*Problem to solve*. Whenever the word "with" turns up in a line below, that line should be copied.

Stored data entries:
[Start of section]

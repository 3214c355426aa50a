use super::types::*;
use crate::umbilical::protocol::HeartbeatResponse;

use dashmap::DashMap;
use dashmap::mapref::entry::Entry;
use std::collections::HashMap;
use std::sync::{Arc, Mutex, MutexGuard};
use thiserror::Error;

#[derive(Debug, Error)]
pub enum RegistryError {
    #[error("multiple registrations for container {0}")]
    AlreadyRegistered(ContainerId),
    #[error("container {0} is not registered")]
    UnknownContainer(ContainerId),
    #[error("container {container} already has assignment {existing}")]
    ContainerBusy {
        container: ContainerId,
        existing: TaskAttemptId,
    },
    #[error("attempt {attempt} is already assigned to container {existing}")]
    AttemptAlreadyAssigned {
        attempt: TaskAttemptId,
        existing: ContainerId,
    },
}

/// Mutable per-container state. Guarded by the owning `ContainerSlot` lock;
/// the assignment fields transition `None -> Some -> None` as a unit.
#[derive(Debug, Default)]
pub struct ContainerState {
    pub task_spec: Option<TaskSpec>,
    pub additional_resources: Option<HashMap<String, LocalResource>>,
    pub credentials: Option<Credentials>,
    pub credentials_changed: bool,
    pub task_pulled: bool,
    pub last_request_id: i64,
    pub last_response: Option<HeartbeatResponse>,
}

impl ContainerState {
    /// Clears the current assignment. Heartbeat bookkeeping survives so
    /// duplicate suppression keeps working across assignments.
    pub fn reset(&mut self) {
        self.task_spec = None;
        self.additional_resources = None;
        self.credentials = None;
        self.credentials_changed = false;
        self.task_pulled = false;
    }
}

/// One registered container: immutable identity plus its critical section.
pub struct ContainerSlot {
    pub container_id: ContainerId,
    state: Mutex<ContainerState>,
}

impl ContainerSlot {
    fn new(container_id: ContainerId) -> Arc<Self> {
        Arc::new(Self {
            container_id,
            state: Mutex::new(ContainerState::default()),
        })
    }

    /// Enters the container's critical section. Guards must never be held
    /// across an await point or an upstream callback.
    pub fn lock(&self) -> MutexGuard<'_, ContainerState> {
        self.state.lock().expect("container state lock poisoned")
    }
}

/// Tracks live containers and the attempt currently assigned to each.
///
/// Two tables: `containers` maps a container to its slot, `attempts` is the
/// fan-in index from an attempt id back to the container executing it. Both
/// tables are read lock-free; writes that touch both happen under the owning
/// slot's critical section with compare-and-insert on `attempts`.
pub struct ContainerRegistry {
    containers: DashMap<ContainerId, Arc<ContainerSlot>>,
    attempts: DashMap<TaskAttemptId, ContainerId>,
}

impl ContainerRegistry {
    pub fn new() -> Arc<Self> {
        Arc::new(Self {
            containers: DashMap::new(),
            attempts: DashMap::new(),
        })
    }

    /// Installs a fresh slot for `container_id`.
    pub fn insert_container(&self, container_id: ContainerId) -> Result<(), RegistryError> {
        match self.containers.entry(container_id.clone()) {
            Entry::Occupied(_) => Err(RegistryError::AlreadyRegistered(container_id)),
            Entry::Vacant(vacant) => {
                vacant.insert(ContainerSlot::new(container_id));
                Ok(())
            }
        }
    }

    /// Removes the container and tears down any attempt entry pointing at it.
    ///
    /// The container entry is claimed first, so a concurrent observer that
    /// still sees the attempt entry resolves the container to "unknown" and
    /// treats the attempt as gone.
    pub fn remove_container(&self, container_id: &ContainerId) -> Option<Arc<ContainerSlot>> {
        let (_, slot) = self.containers.remove(container_id)?;
        {
            let state = slot.lock();
            if let Some(spec) = &state.task_spec {
                self.attempts
                    .remove_if(&spec.attempt_id, |_, owner| owner == container_id);
            }
        }
        Some(slot)
    }

    pub fn get(&self, container_id: &ContainerId) -> Option<Arc<ContainerSlot>> {
        self.containers
            .get(container_id)
            .map(|entry| entry.value().clone())
    }

    pub fn container_for_attempt(&self, attempt_id: &TaskAttemptId) -> Option<ContainerId> {
        self.attempts
            .get(attempt_id)
            .map(|entry| entry.value().clone())
    }

    /// Installs an assignment on a registered, idle container and records the
    /// attempt mapping, all under the container's critical section.
    pub fn assign(
        &self,
        container_id: &ContainerId,
        task_spec: TaskSpec,
        additional_resources: Option<HashMap<String, LocalResource>>,
        credentials: Option<Credentials>,
        credentials_changed: bool,
    ) -> Result<(), RegistryError> {
        let slot = self
            .get(container_id)
            .ok_or_else(|| RegistryError::UnknownContainer(container_id.clone()))?;

        let mut state = slot.lock();
        if let Some(existing) = &state.task_spec {
            return Err(RegistryError::ContainerBusy {
                container: container_id.clone(),
                existing: existing.attempt_id.clone(),
            });
        }

        match self.attempts.entry(task_spec.attempt_id.clone()) {
            Entry::Occupied(occupied) => {
                return Err(RegistryError::AttemptAlreadyAssigned {
                    attempt: task_spec.attempt_id.clone(),
                    existing: occupied.get().clone(),
                });
            }
            Entry::Vacant(vacant) => {
                vacant.insert(container_id.clone());
            }
        }

        tracing::debug!(
            "Assigned attempt {} to container {}",
            task_spec.attempt_id.0,
            container_id.0
        );

        state.task_spec = Some(task_spec);
        state.additional_resources = additional_resources;
        state.credentials = credentials;
        state.credentials_changed = credentials_changed;
        state.task_pulled = false;
        Ok(())
    }

    /// Clears the assignment matched by `attempt_id` and drops the attempt
    /// entry. Missing entries are tolerated and logged.
    pub fn unassign(&self, attempt_id: &TaskAttemptId) {
        let Some((_, container_id)) = self.attempts.remove(attempt_id) else {
            tracing::warn!("Unassign for attempt {} with no known container", attempt_id.0);
            return;
        };
        let Some(slot) = self.get(&container_id) else {
            tracing::warn!(
                "Unassign for attempt {} from non-registered container {}",
                attempt_id.0,
                container_id.0
            );
            return;
        };

        let mut state = slot.lock();
        match &state.task_spec {
            Some(spec) if spec.attempt_id == *attempt_id => state.reset(),
            _ => tracing::warn!(
                "Unassign for attempt {} no longer matches container {}",
                attempt_id.0,
                container_id.0
            ),
        }
    }

    pub fn container_count(&self) -> usize {
        self.containers.len()
    }

    pub fn attempt_count(&self) -> usize {
        self.attempts.len()
    }
}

[End of section]

*Finished task*.
/// slot's critical section with compare-and-insert on `attempts`.
            tracing::warn!("Unassign for attempt {} with no known container", attempt_id.0);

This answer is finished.